In this paper, the neural networks are trained by a SSO algorithm. The step-wise procedure for the implementation of SSO-NN can be summarized as follows:

• Step 1. Define the neural network architecture (number of layers, number of neurons in each layer and the activation functions) and define the parameters of the SSO algorithm (number of population N, the number of female N_f, the number of male N_m, maximum iteration and the threshold PF)

• Step 2. Define the optimization parameters and the optimization problem:

  • Design variables of the optimization problem: WE and WS the matrixes of input connection weights and output connection weights respectively. WE matrix of Nc rows and Ne columns and WS matrix of Ns rows and Nc columns.

  • Define the optimization problem (fitness function): find the optimal WE and WS which minimizes the mean square error (MSE) Eq. (11).

• Step 3. Initialize the population and evaluate the corresponding objective function value. For simplification, the population is decomposed into two groups, one represents the inputs weights population WEp and the second one represents the output weights population WSp. Where, each group generates randomly, according to the population female, the population male and the number of neurons as follows:

• $$ WEp = rand \left( {N * Nc, \,Ne} \right), \, WSp = rand \left( {Ns, \,N*Nc} \right) $$

  (13)

• Step 4. Locate the best and the worst fitness, then calculate the weight of every spider in terms of its fitness Eq. (2)

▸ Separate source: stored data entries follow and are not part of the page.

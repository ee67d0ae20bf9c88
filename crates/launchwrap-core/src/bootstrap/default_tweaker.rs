//! The built-in bundle used when no `--tweakClass` is given.
//!
//! Reads the launch target from the blackboard and passes the profile,
//! directories and leftover tokens through to the entry point.

use super::{Context, Tweaker};
use crate::LoaderError;
use crate::primitives::{DEFAULT_TWEAKER, blackboard_keys};
use std::path::{Path, PathBuf};

#[derive(Debug, Default)]
pub struct DefaultTweaker {
    args: Vec<String>,
    game_dir: Option<PathBuf>,
    assets_dir: Option<PathBuf>,
    profile: Option<String>,
    target: Option<String>,
}

impl DefaultTweaker {
    #[must_use]
    pub fn new() -> Self {
        Self::default()
    }
}

impl Tweaker for DefaultTweaker {
    fn accept_options(
        &mut self,
        args: &[String],
        game_dir: Option<&Path>,
        assets_dir: Option<&Path>,
        profile: Option<&str>,
    ) -> Result<(), LoaderError> {
        self.args = args.to_vec();
        self.game_dir = game_dir.map(Path::to_path_buf);
        self.assets_dir = assets_dir.map(Path::to_path_buf);
        self.profile = profile.map(str::to_string);
        Ok(())
    }

    fn inject(&mut self, ctx: &mut Context) -> Result<(), LoaderError> {
        self.target = ctx
            .blackboard
            .get::<String>(blackboard_keys::LAUNCH_TARGET)
            .cloned();
        Ok(())
    }

    fn launch_target(&self) -> Result<String, LoaderError> {
        self.target.clone().ok_or_else(|| {
            LoaderError::plugin(
                DEFAULT_TWEAKER,
                format!("no {} on the blackboard", blackboard_keys::LAUNCH_TARGET),
            )
        })
    }

    fn launch_arguments(&self) -> Vec<String> {
        let mut out = Vec::with_capacity(self.args.len() + 6);
        if let Some(profile) = &self.profile {
            out.push("--version".to_string());
            out.push(profile.clone());
        }
        if let Some(dir) = &self.game_dir {
            out.push("--gameDir".to_string());
            out.push(dir.display().to_string());
        }
        if let Some(dir) = &self.assets_dir {
            out.push("--assetsDir".to_string());
            out.push(dir.display().to_string());
        }
        out.extend(self.args.iter().cloned());
        out
    }
}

• Step 5. Move female spiders according to the female cooperative operator Eqs. (6) and (7)

• Step 6. Move male spiders according to the male cooperative operator Eqs. (8) and (9)

• Step 7. Perform the mating operation.

• Step 8. If the stopping criteria are reached, the process is finished; otherwise, go back to Step 4.

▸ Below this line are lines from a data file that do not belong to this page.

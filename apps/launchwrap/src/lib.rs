//! # launchwrap
//!
//! The launcher: command-line surface, configuration, built-in units, the
//! exit hook, and the launch flow that wires them into `launchwrap-core`.

pub mod builtin;
pub mod cli;
pub mod config;
pub mod shutdown;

4 Application Examples and Application

In this section, the ability of neural networks trained with SSO algorithm is assessed by applying it for the modeling of two microwave filters modeling test (Broad-band E-plane filters with improved stop-band [8] and H-plane waveguide filters considering rounded corners [9]) Fig. 3. The dimensions of the first filter and second filters are listed in Table 1.

Fig. 3.

(a) Broad-band e-plane filters with improved stop-band, (b) H-plane waveguide filters considering rounded corners

Table 1. The dimensions of the structures

The common parameters of each algorithms are chosen identical (population size = 30 and number of iterations equal 10000), neural network parameters (Number of hidden neurons, input parameter and their limit, and frequency interval) of each structure are presented in Table 2. The activation functions are hyperbolic tangent function (Tansig), and linear function (Purelin) respectively. The other specific parameters of algorithms are given below.

Table 2. Neural network parameters

PSO Settings: c₁ and c₂ are constant coefficients c₁ = c₂ = 2, w is the inertia weight decreased linearly from 0.9 to 0.2.

SSO Settings: threshold parameter PF = 0.7

Figure 4 shows the convergence of SSO and PSO algorithms for minimize the MSE of neural networks for two filters above-mentioned. A comparison between the reflection coefficient responses obtained by using the SSO-NN, PSO-NN and the simulation are presented in Fig. 5.

Fig. 4.

Convergences of algorithms for minimize the MSE; (a) Broad-band e-plane filters with improved stop-band, (b) H-plane waveguide filters considering rounded corners.

Fig. 5.

The approximate reflection coefficient; (a) Broad-band e-plane filters with improved stop-band, (b) H-plane waveguide filters considering rounded corners.

It is observed from Figs. 4 and 5 that, the SSO algorithms perform better in terms of convergence and approximation than the PSO algorithm.

5 Conclusion

In the present work, we propose microwave filters (Broadband E-plane filters with improved stop-band and H-plane waveguide filters considering rounded corners) modeling using neural networks trained by a social spider optimization (SSO) algorithm. For validated this neural network (SSO-NN) we compared them with those obtained using neural networks trained by PSO (PSO-NN). Excellent results of convergence and modeling are obtained.